By Shaundra Palehgyi
By Shaundra Palehgyi
Today we are at a heightened state of awareness concerning medical issues, especially cancer.
Advertisements, rallies, walk-a-thons, and general vendettas catch our attention and spark our questions.
Even with all these advances in modern medicine, we still don’t know everything and anything new and unfamiliar may pose inherent risks.
In the 1960’s, along with the sexual revolution, came oral contraceptives and more commonly known as “The Pill.”
The pill has several benefits; however, the current debate is whether or not use of the pill increases women’s risk for different types of cancer.
Recent studies that have been made suggests something different.

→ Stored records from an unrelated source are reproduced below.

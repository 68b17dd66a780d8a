//! Persistence manager
//!
//! The public façade over a graph-backed object store. Any instance can be
//! saved as long as its type is registered; type nodes, is-a edges and
//! instance-of edges are generated automatically on the way in.

use std::sync::Arc;

use tracing::debug;

use crate::constants::{PROP_TYPE, RESERVED_PROPS};
use crate::descriptor::{AttrKind, Direction};
use crate::error::{Error, Result};
use crate::mapper::{self, edge_type_name, Instance, Relation};
use crate::registry::{TypeDef, TypeRegistry};
use crate::store::{EdgeWrite, GraphStore, MatchSpec, NodeId, NodeRow};
use crate::sync::{DeclaredSlots, Synchronizer};
use crate::types::{PropMap, PropValue};

// ============================================================================
// Manager
// ============================================================================

/// Orchestrates save / query / delete against an external graph store.
///
/// Holds no instance state between calls; every operation is a fresh round
/// trip. The only session state is the synchronizer's established-types
/// cache, so independent managers over one store stay consistent.
pub struct Manager {
  store: Arc<dyn GraphStore>,
  registry: Arc<TypeRegistry>,
  sync: Synchronizer,
}

impl Manager {
  pub fn new(store: Arc<dyn GraphStore>, registry: Arc<TypeRegistry>) -> Self {
    Self {
      store,
      registry,
      sync: Synchronizer::new(),
    }
  }

  pub fn registry(&self) -> &TypeRegistry {
    &self.registry
  }

  /// Project `type_id` and its ancestors into the store (idempotent)
  pub fn ensure_type(&self, type_id: &str) -> Result<()> {
    self.sync.ensure_persisted(&self.registry, self.store.as_ref(), type_id)
  }

  // ==========================================================================
  // Save
  // ==========================================================================

  /// Persist an instance.
  ///
  /// A not-yet-persisted instance becomes a node plus its instance-of edge
  /// (one atomic store write); an instance found again through its identity
  /// attribute gets a property diff instead, and never a second instance-of
  /// edge. Returns the saved instance with generated values (identity UUIDs,
  /// defaults) filled in — keep it for subsequent saves.
  pub fn save(&self, instance: &Instance) -> Result<Instance> {
    self.ensure_type(&instance.type_id)?;

    let node = mapper::to_graph(&self.registry, instance)?;

    // resolve every link target before writing anything; a missing target
    // must not leave a half-written instance behind
    let mut edge_writes = Vec::new();
    for edge in &node.edges {
      self.ensure_type(&edge.rel_type)?;
      let target = self
        .locate(&edge.target)?
        .ok_or_else(|| Error::NotFound(format!("link target '{}'", edge.target.type_id)))?;
      let mut props = PropMap::new();
      props.insert(PROP_TYPE.to_string(), PropValue::Text(edge.rel_type.clone()));
      edge_writes.push((edge, EdgeWrite {
        edge_type: edge.edge_type.clone(),
        target: target.id,
        outgoing: edge.direction == Direction::Outgoing,
        props,
      }));
    }

    let node_id = match self.locate(instance)? {
      Some(row) => {
        let stored_type = row.props.get(PROP_TYPE).and_then(PropValue::as_text);
        if stored_type != Some(instance.type_id.as_str()) {
          let (label, attr, value) = self.identity_of(instance)?;
          return Err(Error::Uniqueness { label, attr, value });
        }
        let node_id = self.apply_diff(instance, &row, node.props.clone())?;

        // write only links the store does not already hold
        for (edge, write) in &edge_writes {
          let already = self
            .store
            .related(node_id, &write.edge_type, edge.direction)?
            .iter()
            .any(|row| row.neighbor.id == write.target);
          if !already {
            let (start, end) = if write.outgoing {
              (node_id, write.target)
            } else {
              (write.target, node_id)
            };
            self
              .store
              .create_edge(&write.edge_type, start, end, write.props.clone())?;
          }
        }
        node_id
      }
      None => {
        debug!(type_id = %instance.type_id, "creating instance node");
        let writes: Vec<EdgeWrite> =
          edge_writes.into_iter().map(|(_, write)| write).collect();
        self
          .store
          .create_instance(&node.labels, node.props.clone(), &instance.type_id, &writes)?
      }
    };

    let stored = self
      .store
      .node_props(node_id)?
      .ok_or_else(|| Error::NotFound(format!("node {}", node_id)))?;
    mapper::from_graph(&self.registry, &stored)
  }

  /// Diff the encoded state against the stored row and update if anything
  /// changed. Generated identifiers the caller did not supply keep their
  /// stored values rather than being re-generated.
  fn apply_diff(&self, instance: &Instance, row: &NodeRow, mut next: PropMap) -> Result<NodeId> {
    let attrs = self.registry.attrs_in_chain(&instance.type_id)?;
    for (name, (_, attr)) in &attrs {
      let freshly_generated = matches!(attr.kind, AttrKind::Uuid)
        && instance.props.get(name).is_none()
        && attr.default.is_none();
      if freshly_generated {
        if let Some(stored) = row.props.get(name) {
          next.insert(name.clone(), stored.clone());
        }
      }
    }

    let mut changes = PropMap::new();
    for (name, value) in &next {
      if row.props.get(name) != Some(value) {
        changes.insert(name.clone(), value.clone());
      }
    }
    let removed: Vec<String> = row
      .props
      .keys()
      .filter(|name| !RESERVED_PROPS.contains(&name.as_str()) && !next.contains_key(*name))
      .cloned()
      .collect();

    if !changes.is_empty() || !removed.is_empty() {
      debug!(type_id = %instance.type_id, node = row.id, "updating instance node");
      self.store.update_instance(row.id, changes, &removed)?;
    }
    Ok(row.id)
  }

  /// Persist a relation as a typed edge between two existing instances
  pub fn save_relation(&self, relation: &Relation) -> Result<()> {
    self.ensure_type(&relation.type_id)?;

    let start = self
      .locate(&relation.start)?
      .ok_or_else(|| Error::NotFound(format!("relation start '{}'", relation.start.type_id)))?;
    let end = self
      .locate(&relation.end)?
      .ok_or_else(|| Error::NotFound(format!("relation end '{}'", relation.end.type_id)))?;

    let props = mapper::relation_to_graph(&self.registry, relation)?;
    self
      .store
      .create_edge(&edge_type_name(&relation.type_id), start.id, end.id, props)
  }

  // ==========================================================================
  // Read
  // ==========================================================================

  /// Point lookup by a unique attribute
  pub fn get(&self, type_id: &str, attr: &str, value: impl Into<PropValue>) -> Result<Option<Instance>> {
    let uniques = self.registry.unique_attrs(type_id)?;
    let Some((declaring, attr_def)) = uniques.into_iter().find(|(_, a)| a.name == attr) else {
      return Err(Error::NoUniqueAttribute(type_id.to_string()));
    };

    let encoded = attr_def.encode(&value.into())?;
    let Some(row) = self.store.find_by_unique(&declaring, attr, &encoded)? else {
      return Ok(None);
    };

    let found = mapper::from_graph(&self.registry, &row.props)?;
    // the unique attribute may be declared on a shared ancestor; only
    // answer for instances that actually are-a `type_id`
    let in_chain = self
      .registry
      .chain(&found.type_id)?
      .iter()
      .any(|def| def.id == type_id);
    Ok(in_chain.then_some(found))
  }

  /// Build a lazy, restartable polymorphic query
  pub fn query(&self, spec: MatchSpec) -> Query<'_> {
    Query { manager: self, spec }
  }

  /// Neighbors over the relationship slot `slot`, as (neighbor, relation)
  /// pairs
  pub fn related(&self, instance: &Instance, slot: &str) -> Result<Vec<(Instance, Instance)>> {
    let node = self
      .locate(instance)?
      .ok_or_else(|| Error::NotFound(format!("instance of '{}'", instance.type_id)))?;

    let rels = self.registry.rels_in_chain(&instance.type_id)?;
    let Some((_, rel)) = rels.get(slot) else {
      return Err(Error::Validation {
        attr: slot.to_string(),
        expected: "a declared relationship slot",
        got: format!("undeclared name on '{}'", instance.type_id),
      });
    };

    let rows = self
      .store
      .related(node.id, &edge_type_name(&rel.rel_type), rel.direction)?;

    let mut out = Vec::new();
    for row in rows {
      let neighbor = mapper::from_graph(&self.registry, &row.neighbor.props)?;
      let relation = mapper::from_graph(&self.registry, &row.edge_props)?;
      out.push((neighbor, relation));
    }
    Ok(out)
  }

  // ==========================================================================
  // Delete
  // ==========================================================================

  /// Remove an instance node, its instance-of edge and incident relation
  /// edges. Type nodes and is-a edges are never touched: types are immortal
  /// once synchronized. Returns (nodes removed, edges removed).
  pub fn delete(&self, instance: &Instance) -> Result<(u64, u64)> {
    if self.registry.unique_attrs(&instance.type_id)?.is_empty() {
      return Err(Error::NoUniqueAttribute(instance.type_id.clone()));
    }
    let node = self
      .locate(instance)?
      .ok_or_else(|| Error::NotFound(format!("instance of '{}'", instance.type_id)))?;
    debug!(type_id = %instance.type_id, node = node.id, "deleting instance node");
    self.store.delete_instance(node.id)
  }

  /// Remove the edges persisted for `relation`; returns the count
  pub fn delete_relation(&self, relation: &Relation) -> Result<u64> {
    let start = self
      .locate(&relation.start)?
      .ok_or_else(|| Error::NotFound(format!("relation start '{}'", relation.start.type_id)))?;
    let end = self
      .locate(&relation.end)?
      .ok_or_else(|| Error::NotFound(format!("relation end '{}'", relation.end.type_id)))?;
    self
      .store
      .delete_edge(&edge_type_name(&relation.type_id), start.id, end.id)
  }

  // ==========================================================================
  // Type loading
  // ==========================================================================

  /// Register every persisted type missing from the in-memory registry,
  /// reconstructing descriptors from the type nodes' declared-slot JSON.
  /// Returns the number of newly registered types.
  pub fn load_types(&self) -> Result<usize> {
    let mut loaded = 0;
    for row in self.store.type_hierarchy()? {
      if self.registry.contains(&row.type_id) {
        self.sync.mark_synced(&row.type_id);
        continue;
      }

      let slots = match row.props.get(crate::constants::PROP_ATTRS).and_then(PropValue::as_text) {
        Some(json) => serde_json::from_str::<DeclaredSlots>(json)
          .map_err(|e| Error::Deserialization(format!("type '{}': {}", row.type_id, e)))?,
        None => DeclaredSlots { attrs: Vec::new(), rels: Vec::new() },
      };

      // rows arrive ancestors first, so bases are always registered already
      self.registry.register(TypeDef {
        id: row.type_id.clone(),
        bases: row.bases.clone(),
        attrs: slots.attrs,
        rels: slots.rels,
      })?;
      self.sync.mark_synced(&row.type_id);
      loaded += 1;
    }
    debug!(loaded, "loaded persisted types");
    Ok(loaded)
  }

  // ==========================================================================
  // Identity
  // ==========================================================================

  /// Find the stored node for `instance` through the first unique attribute
  /// the instance carries a value for (declared order, ancestors first)
  fn locate(&self, instance: &Instance) -> Result<Option<NodeRow>> {
    for (declaring, attr) in self.registry.unique_attrs(&instance.type_id)? {
      let value = instance
        .props
        .get(&attr.name)
        .cloned()
        .or_else(|| attr.default.clone());
      let Some(value) = value else { continue };
      let encoded = attr.encode(&value)?;
      return self.store.find_by_unique(&declaring, &attr.name, &encoded);
    }
    Ok(None)
  }

  /// (label, attr, value) triple describing an instance's identity, for
  /// uniqueness errors
  fn identity_of(&self, instance: &Instance) -> Result<(String, String, String)> {
    for (declaring, attr) in self.registry.unique_attrs(&instance.type_id)? {
      if let Some(value) = instance.props.get(&attr.name) {
        return Ok((declaring, attr.name, value.to_string()));
      }
    }
    Err(Error::NoUniqueAttribute(instance.type_id.clone()))
  }
}

// ============================================================================
// Query
// ============================================================================

/// A polymorphic query bound to a manager.
///
/// Lazy and restartable: every call to [`Query::iter`] (or any method built
/// on it) re-issues the match against the store — results are never cached
/// client-side.
pub struct Query<'a> {
  manager: &'a Manager,
  spec: MatchSpec,
}

impl Query<'_> {
  /// Issue the match and decode each row
  pub fn iter(&self) -> Result<impl Iterator<Item = Result<Instance>> + '_> {
    let spec = self.encoded_spec()?;
    let rows = self.manager.store.match_instances(&spec)?;
    debug!(type_id = %self.spec.type_id, matches = rows.len(), "query issued");
    Ok(
      rows
        .into_iter()
        .map(move |row| mapper::from_graph(&self.manager.registry, &row.props)),
    )
  }

  /// All matching instances
  pub fn collect(&self) -> Result<Vec<Instance>> {
    self.iter()?.collect()
  }

  /// First matching instance, if any
  pub fn first(&self) -> Result<Option<Instance>> {
    self.iter()?.next().transpose()
  }

  /// Number of matching instances
  pub fn count(&self) -> Result<usize> {
    Ok(self.iter()?.count())
  }

  /// Encode filter values through their descriptors so stored and filtered
  /// representations agree
  fn encoded_spec(&self) -> Result<MatchSpec> {
    let attrs = self.manager.registry.attrs_in_chain(&self.spec.type_id)?;
    let mut spec = MatchSpec::of(&self.spec.type_id);
    for (name, value) in &self.spec.filters {
      let Some((_, attr)) = attrs.get(name) else {
        return Err(Error::Validation {
          attr: name.clone(),
          expected: "a declared attribute",
          got: format!("undeclared name on '{}'", self.spec.type_id),
        });
      };
      spec.filters.insert(name.clone(), attr.encode(value)?);
    }
    Ok(spec)
  }
}

// ============================================================================
// Tests
// ============================================================================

It has been suggested that a cause of breast cancer could be the long exposure to high levels of estrogen; putting women who start their menstrual cycle early will start menopause late.
Women who have their first child after 30 years of age or who don’t have children are at a higher risk.
Breast tissue is directly influenced by estrogen. Since the pill is an artificial hormone (estrogen) booster, it seems natural that it may increase the risk of breast cancer.
On the other hand, most studies show that the pill decreases the risk of cervical cancer. Cervical cancer is the trendy concern these days. It can be caused by human papilloma virus.
About ten years after discontinuing use of oral contraceptives, women will experience approximately the same level of risk of cancer as if they had never taken any at all.
Also, for white women who take the pill, the risk of liver cancer may be increased.
Then again, according to the “professionals,” all studies contradict one another.
This may be because the levels of hormones used have changed since oral contraceptives were first.
Perhaps it is because it takes up to ten years for breast cancer to even become visible.
Since the pill has only been around half a century, there hasn’t been enough time to accurately study the long terms effects.
The pill may increase the risk of cancer. And if it does, most doctors would say that the benefits far outweigh the risks anyway.
If you’re willing to take the risk, then you can do so at your own risk.